この検査では、あお向けに寝た状態で両腕・両足首の血圧と脈波を測定します。時間は5分程度で、血圧測定と同じ感覚でできる簡単な検査です。結果もすぐに出ますので、その場で医師からの診断が受けられます。
この検査では、3つの項目を使用します。
①動脈のかたさ
動脈のかたさを表すのが「CAVI」です。動脈は血液を全身に送るポンプの役目を果たしていますが、ポンプの内側の圧力(血圧)が変化したときのふくらみ具合をみることによって、ポンプのしなやかさ、つまり動脈のかたさがわかるというものです。動脈硬化症が進んでいるほど、「CAVI」の値は高くなり、9.0を超えると約半数が脳動脈か心臓の動脈である冠動脈に動脈硬化症を発症しているという研究結果もあります。
柔らかでしなやかな血管血圧が上がると大きくふくらむ
動脈硬化症を起こした血管血圧が上がってもふくらみは小さい
②動脈の詰まり(足の痛み)
足の動脈の詰まりを表すのが「ABI(エービーアイ)」。足首の血圧を横になった状態で測定します。
正常 :腕の血圧と同じくらい、あるいは少し高い値となります。
動脈硬化:しかし足の動脈が詰まっていると、腕の血圧に比べて足首の血圧は低くなります。
そのため「腕の血圧」と「足首の血圧」の比をみて足の動脈の詰まりを診断するというもので、その値が0.9未満であると詰まっている可能性が高く、その値が低いほど重症になります。

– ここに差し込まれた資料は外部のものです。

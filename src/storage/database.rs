//! `SQLite` database connection.
//!
//! The database lives at `~/.jornada/jornada.db` and holds the key-value
//! table behind the configuration and state stores.

use rusqlite::Connection;

use crate::error::JornadaError;

use super::migrations;

/// Database connection wrapper.
pub struct Database {
    conn: Connection,
}

impl Database {
    /// Open the database at a specific path.
    ///
    /// Creates the database file and runs migrations if necessary.
    ///
    /// # Errors
    ///
    /// Returns an error if the database cannot be opened or migrations fail.
    pub fn open_at(path: &std::path::Path) -> Result<Self, JornadaError> {
        let conn = Connection::open(path).map_err(|e| {
            JornadaError::Database(format!("Failed to open database {}: {e}", path.display()))
        })?;

        // Another process may be mid-write when a timer host polls.
        conn.busy_timeout(std::time::Duration::from_millis(500))
            .map_err(|e| JornadaError::Database(format!("Failed to set busy timeout: {e}")))?;

        let db = Self { conn };
        db.migrate()?;

        Ok(db)
    }

    /// Open an in-memory database (useful for testing).
    ///
    /// # Errors
    ///
    /// Returns an error if the database cannot be opened or migrations fail.
    pub fn open_in_memory() -> Result<Self, JornadaError> {
        let conn = Connection::open_in_memory().map_err(|e| {
            JornadaError::Database(format!("Failed to open in-memory database: {e}"))
        })?;

        let db = Self { conn };
        db.migrate()?;

        Ok(db)
    }

    fn migrate(&self) -> Result<(), JornadaError> {
        migrations::run(&self.conn)
    }

    /// Counter that changes whenever another connection commits to this
    /// database file.
    ///
    /// # Errors
    ///
    /// Returns an error if the pragma cannot be read.
    pub fn data_version(&self) -> Result<i64, JornadaError> {
        self.conn
            .query_row("PRAGMA data_version", [], |row| row.get(0))
            .map_err(|e| JornadaError::Database(format!("Failed to read data version: {e}")))
    }

    /// Get a reference to the underlying connection.
    #[must_use]
    pub const fn connection(&self) -> &Connection {
        &self.conn
    }
}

また、その症状は「足の痛み」としてあらわれることが多いといわれています。
③血管年齢
同じ性別、同年齢の健康な方の「CAVI」平均値と比べることで、「血管年齢」がわかります。「CAVI」が9.0未満であっても「血管年齢」の高い方は動脈硬化症の進行が早いと考えられます。
*その他の動脈硬化症の検査
血圧測定、血液検査
動脈硬化症は生活習慣病が大きな要因です。
高血圧、脂質異常症、糖尿病などの危険因子がないかを検査します。
超音波検査
簡便かつ視覚的に血管の状態を捉えることができる検査です。
脳梗塞の予測検査として有用とされています。
超音波検査(頚動脈エコー検査)の詳細はこちら
※ほかにもMRI、X線CT、血管造影などの画像診断があります。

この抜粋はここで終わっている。